[[ Task data, beginning ]]

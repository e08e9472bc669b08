//! Page-level document surgery on top of `lopdf`.
//!
//! Every helper takes bytes and returns new bytes; nothing here touches the
//! original buffer. All functions are blocking and are expected to run inside
//! `tokio::task::spawn_blocking`.

use std::panic::{catch_unwind, AssertUnwindSafe};

use anyhow::{Context, Result};
use lopdf::content::{Content, Operation};
use lopdf::{dictionary, Object, ObjectId, Stream};

/// Text drawn on a placeholder page
pub fn placeholder_text(page_number: usize) -> String {
    format!("[page {} unrecoverable]", page_number)
}

/// Result of rebuilding a document page by page
#[derive(Debug, Clone)]
pub struct SurgeryOutcome {
    pub bytes: Vec<u8>,
    pub copied: usize,
    /// 1-based page numbers that were replaced by placeholders
    pub error_pages: Vec<usize>,
}

impl SurgeryOutcome {
    pub fn page_count(&self) -> usize {
        self.copied + self.error_pages.len()
    }
}

/// A contiguous page range cut out of a larger document
#[derive(Debug, Clone)]
pub struct DocumentPart {
    pub first_page: usize,
    pub last_page: usize,
    pub bytes: Vec<u8>,
}

impl DocumentPart {
    pub fn label(&self) -> String {
        if self.first_page == self.last_page {
            format!("{}", self.first_page)
        } else {
            format!("{}-{}", self.first_page, self.last_page)
        }
    }
}

/// Load without aborting on parser panics
pub fn load_tolerant(bytes: &[u8]) -> Result<lopdf::Document> {
    match catch_unwind(|| lopdf::Document::load_mem(bytes)) {
        Ok(loaded) => loaded.context("Failed to load PDF structure"),
        Err(_) => anyhow::bail!("PDF parser panicked while loading document"),
    }
}

pub fn page_count(bytes: &[u8]) -> Result<usize> {
    Ok(load_tolerant(bytes)?.get_pages().len())
}

/// Try each password in order on an encrypted document.
///
/// Returns the index of the password that worked, or `None` when the
/// document was not encrypted or no password matched. In the latter case the
/// document is returned unchanged so the caller can still strip the lock.
pub fn try_passwords(pdf: &mut lopdf::Document, passwords: &[String]) -> Option<usize> {
    if !pdf.is_encrypted() {
        return None;
    }

    for (index, password) in passwords.iter().enumerate() {
        let mut candidate = pdf.clone();
        match catch_unwind(AssertUnwindSafe(|| candidate.decrypt(password.as_str()))) {
            Ok(Ok(())) => {
                log::debug!("Document decrypted with password #{}", index);
                *pdf = candidate;
                return Some(index);
            }
            Ok(Err(e)) => log::debug!("Password #{} rejected: {}", index, e),
            Err(_) => log::debug!("Decryption panicked for password #{}", index),
        }
    }
    None
}

/// Rebuild a document keeping every page that still decodes and replacing
/// the rest with an explicit placeholder page. Encryption entries are dropped.
///
/// Fails when no page at all could be kept.
pub fn rebuild_pages(mut pdf: lopdf::Document) -> Result<SurgeryOutcome> {
    pdf.trailer.remove(b"Encrypt");

    let pages = pdf.get_pages();
    if pages.is_empty() {
        anyhow::bail!("Document has no pages to copy");
    }

    let mut broken: Vec<(usize, ObjectId)> = Vec::new();
    for (&number, &page_id) in &pages {
        if !page_is_readable(&pdf, page_id) {
            broken.push((number as usize, page_id));
        }
    }

    let copied = pages.len() - broken.len();
    if copied == 0 {
        anyhow::bail!("None of the {} pages could be copied", pages.len());
    }

    if !broken.is_empty() {
        let font_id = pdf.add_object(dictionary! {
            "Type" => "Font",
            "Subtype" => "Type1",
            "BaseFont" => "Helvetica",
        });
        for &(number, page_id) in &broken {
            log::warn!("Page {} is unreadable, inserting placeholder", number);
            replace_with_placeholder(&mut pdf, page_id, font_id, number)?;
        }
    }

    let bytes = save(&mut pdf)?;
    Ok(SurgeryOutcome {
        bytes,
        copied,
        error_pages: broken.into_iter().map(|(number, _)| number).collect(),
    })
}

fn page_is_readable(pdf: &lopdf::Document, page_id: ObjectId) -> bool {
    let check = catch_unwind(AssertUnwindSafe(|| -> Result<()> {
        pdf.get_dictionary(page_id).context("page dictionary")?;
        for stream_id in pdf.get_page_contents(page_id) {
            pdf.get_object(stream_id)
                .and_then(Object::as_stream)
                .with_context(|| format!("content stream {:?}", stream_id))?;
        }
        let raw = pdf.get_page_content(page_id).context("page content")?;
        Content::decode(&raw).context("content stream")?;
        Ok(())
    }));
    matches!(check, Ok(Ok(())))
}

fn replace_with_placeholder(pdf: &mut lopdf::Document, page_id: ObjectId, font_id: ObjectId, number: usize) -> Result<()> {
    let content = Content {
        operations: vec![
            Operation::new("BT", vec![]),
            Operation::new("Tf", vec!["F1".into(), 14.into()]),
            Operation::new("Td", vec![72.into(), 720.into()]),
            Operation::new("Tj", vec![Object::string_literal(placeholder_text(number))]),
            Operation::new("ET", vec![]),
        ],
    };
    let encoded = content.encode().context("Failed to encode placeholder content")?;
    let stream_id = pdf.add_object(Stream::new(dictionary! {}, encoded));

    let page = pdf
        .get_object_mut(page_id)
        .and_then(Object::as_dict_mut)
        .with_context(|| format!("Page {} dictionary is not editable", number))?;
    page.set("Contents", stream_id);
    page.set("Resources", dictionary! { "Font" => dictionary! { "F1" => font_id } });
    Ok(())
}

/// Cut the document into groups of `pages_per_part` pages.
///
/// A part that fails to serialize is skipped; only a load failure of the
/// whole document is an error.
pub fn split_into_parts(bytes: &[u8], pages_per_part: usize) -> Result<Vec<DocumentPart>> {
    let pdf = load_tolerant(bytes)?;
    let total = pdf.get_pages().len();
    if total == 0 {
        anyhow::bail!("Document has no pages to split");
    }

    let per_part = pages_per_part.max(1);
    let mut parts = Vec::new();

    for first in (1..=total).step_by(per_part) {
        let last = (first + per_part - 1).min(total);
        match extract_range(&pdf, total, first, last) {
            Ok(part_bytes) => parts.push(DocumentPart {
                first_page: first,
                last_page: last,
                bytes: part_bytes,
            }),
            Err(e) => log::warn!("Skipping pages {}-{}: {:#}", first, last, e),
        }
    }

    Ok(parts)
}

fn extract_range(pdf: &lopdf::Document, total: usize, first: usize, last: usize) -> Result<Vec<u8>> {
    let outcome = catch_unwind(AssertUnwindSafe(|| -> Result<Vec<u8>> {
        let mut part = pdf.clone();
        part.trailer.remove(b"Encrypt");
        let remove: Vec<u32> = (1..=total)
            .filter(|n| *n < first || *n > last)
            .map(|n| n as u32)
            .collect();
        part.delete_pages(&remove);
        part.prune_objects();
        part.renumber_objects();
        save(&mut part)
    }));
    match outcome {
        Ok(result) => result,
        Err(_) => anyhow::bail!("PDF writer panicked on pages {}-{}", first, last),
    }
}

/// Keep only the pages that reload on their own as single-page documents.
///
/// Fails only when zero pages survive.
pub fn reassemble_reloadable(bytes: &[u8]) -> Result<SurgeryOutcome> {
    let pdf = load_tolerant(bytes)?;
    let total = pdf.get_pages().len();
    let singles = split_into_parts(bytes, 1)?;

    let survivors: Vec<usize> = singles
        .iter()
        .filter(|part| load_tolerant(&part.bytes).is_ok_and(|p| p.get_pages().len() == 1))
        .map(|part| part.first_page)
        .collect();

    if survivors.is_empty() {
        anyhow::bail!("No page of {} reloads independently", total);
    }

    let lost: Vec<usize> = (1..=total).filter(|n| !survivors.contains(n)).collect();
    let mut rebuilt = pdf;
    rebuilt.trailer.remove(b"Encrypt");
    if !lost.is_empty() {
        let remove: Vec<u32> = lost.iter().map(|n| *n as u32).collect();
        rebuilt.delete_pages(&remove);
        rebuilt.prune_objects();
        rebuilt.renumber_objects();
    }

    Ok(SurgeryOutcome {
        bytes: save(&mut rebuilt)?,
        copied: survivors.len(),
        error_pages: lost,
    })
}

/// Re-save with object streams compressed, used to shrink oversized OCR parts
pub fn compress(bytes: &[u8]) -> Result<Vec<u8>> {
    let mut pdf = load_tolerant(bytes)?;
    pdf.prune_objects();
    pdf.compress();
    save(&mut pdf)
}

fn save(pdf: &mut lopdf::Document) -> Result<Vec<u8>> {
    let mut out = Vec::new();
    pdf.save_to(&mut out).context("Failed to serialize PDF")?;
    Ok(out)
}

#[cfg(test)]
pub(crate) mod fixtures {
    use lopdf::content::{Content, Operation};
    use lopdf::{dictionary, Object, Stream};

    /// Build a simple text PDF, one page per entry, one text line per `\n`
    pub fn text_pdf(pages: &[&str]) -> lopdf::Document {
        let mut doc = lopdf::Document::with_version("1.5");
        let pages_id = doc.new_object_id();
        let font_id = doc.add_object(dictionary! {
            "Type" => "Font",
            "Subtype" => "Type1",
            "BaseFont" => "Courier",
        });
        let resources_id = doc.add_object(dictionary! {
            "Font" => dictionary! { "F1" => font_id },
        });

        let mut kids: Vec<Object> = Vec::new();
        for text in pages {
            let mut operations = Vec::new();
            for (i, line) in text.lines().enumerate() {
                operations.push(Operation::new("BT", vec![]));
                operations.push(Operation::new("Tf", vec!["F1".into(), 10.into()]));
                operations.push(Operation::new("Td", vec![50.into(), (780 - 14 * i as i64).into()]));
                operations.push(Operation::new("Tj", vec![Object::string_literal(line)]));
                operations.push(Operation::new("ET", vec![]));
            }
            let content = Content { operations };
            let content_id = doc.add_object(Stream::new(dictionary! {}, content.encode().unwrap()));
            let page_id = doc.add_object(dictionary! {
                "Type" => "Page",
                "Parent" => pages_id,
                "Contents" => content_id,
                "Resources" => resources_id,
            });
            kids.push(page_id.into());
        }

        let count = kids.len() as i64;
        doc.objects.insert(
            pages_id,
            Object::Dictionary(dictionary! {
                "Type" => "Pages",
                "Kids" => kids,
                "Count" => count,
                "MediaBox" => vec![0.into(), 0.into(), 595.into(), 842.into()],
            }),
        );
        let catalog_id = doc.add_object(dictionary! { "Type" => "Catalog", "Pages" => pages_id });
        doc.trailer.set("Root", catalog_id);
        doc
    }

    pub fn text_pdf_bytes(pages: &[&str]) -> Vec<u8> {
        let mut doc = text_pdf(pages);
        let mut out = Vec::new();
        doc.save_to(&mut out).unwrap();
        out
    }
}

#[cfg(test)]
mod tests {
    use super::fixtures::*;
    use super::*;

    #[test]
    fn test_split_into_parts_covers_every_page() {
        let bytes = text_pdf_bytes(&["one", "two", "three", "four", "five", "six", "seven"]);
        let parts = split_into_parts(&bytes, 3).unwrap();

        let ranges: Vec<(usize, usize)> = parts.iter().map(|p| (p.first_page, p.last_page)).collect();
        assert_eq!(ranges, vec![(1, 3), (4, 6), (7, 7)]);
        assert_eq!(page_count(&parts[0].bytes).unwrap(), 3);
        assert_eq!(page_count(&parts[2].bytes).unwrap(), 1);
        assert_eq!(parts[2].label(), "7");
        assert_eq!(parts[0].label(), "1-3");
    }

    #[test]
    fn test_rebuild_keeps_readable_pages() {
        let pdf = text_pdf(&["first page", "second page"]);
        let outcome = rebuild_pages(pdf).unwrap();
        assert_eq!(outcome.copied, 2);
        assert!(outcome.error_pages.is_empty());
        assert_eq!(page_count(&outcome.bytes).unwrap(), 2);
    }

    #[test]
    fn test_rebuild_replaces_broken_page_with_placeholder() {
        let mut pdf = text_pdf(&["good page", "bad page"]);
        let pages = pdf.get_pages();
        let bad_id = pages[&2];
        pdf.get_object_mut(bad_id)
            .and_then(Object::as_dict_mut)
            .unwrap()
            .set("Contents", Object::Reference((9999, 0)));

        let outcome = rebuild_pages(pdf).unwrap();
        assert_eq!(outcome.copied, 1);
        assert_eq!(outcome.error_pages, vec![2]);
        assert_eq!(outcome.page_count(), 2);

        let rebuilt = load_tolerant(&outcome.bytes).unwrap();
        assert_eq!(rebuilt.get_pages().len(), 2);
        let text = rebuilt.extract_text(&[2]).unwrap();
        assert!(text.contains("unrecoverable"), "{}", text);
    }

    #[test]
    fn test_reassemble_keeps_all_healthy_pages() {
        let bytes = text_pdf_bytes(&["a", "b", "c"]);
        let outcome = reassemble_reloadable(&bytes).unwrap();
        assert_eq!(outcome.copied, 3);
        assert!(outcome.error_pages.is_empty());
    }

    #[test]
    fn test_try_passwords_on_plain_document() {
        let mut pdf = text_pdf(&["plain"]);
        assert_eq!(try_passwords(&mut pdf, &["".to_string()]), None);
    }

    #[test]
    fn test_load_tolerant_rejects_garbage() {
        assert!(load_tolerant(b"%PDF-1.4 nothing here").is_err());
    }
}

[[ Task data, end ]]

> Activity:
Would you copy, unchanged, the stretch of the records above that begins at the line containing "an encrypted document." and ends at the line containing "latter case the", and only that?

> Written answer:
/// Try each password in order on an encrypted document.
///
/// Returns the index of the password that worked, or `None` when the
/// document was not encrypted or no password matched. In the latter case the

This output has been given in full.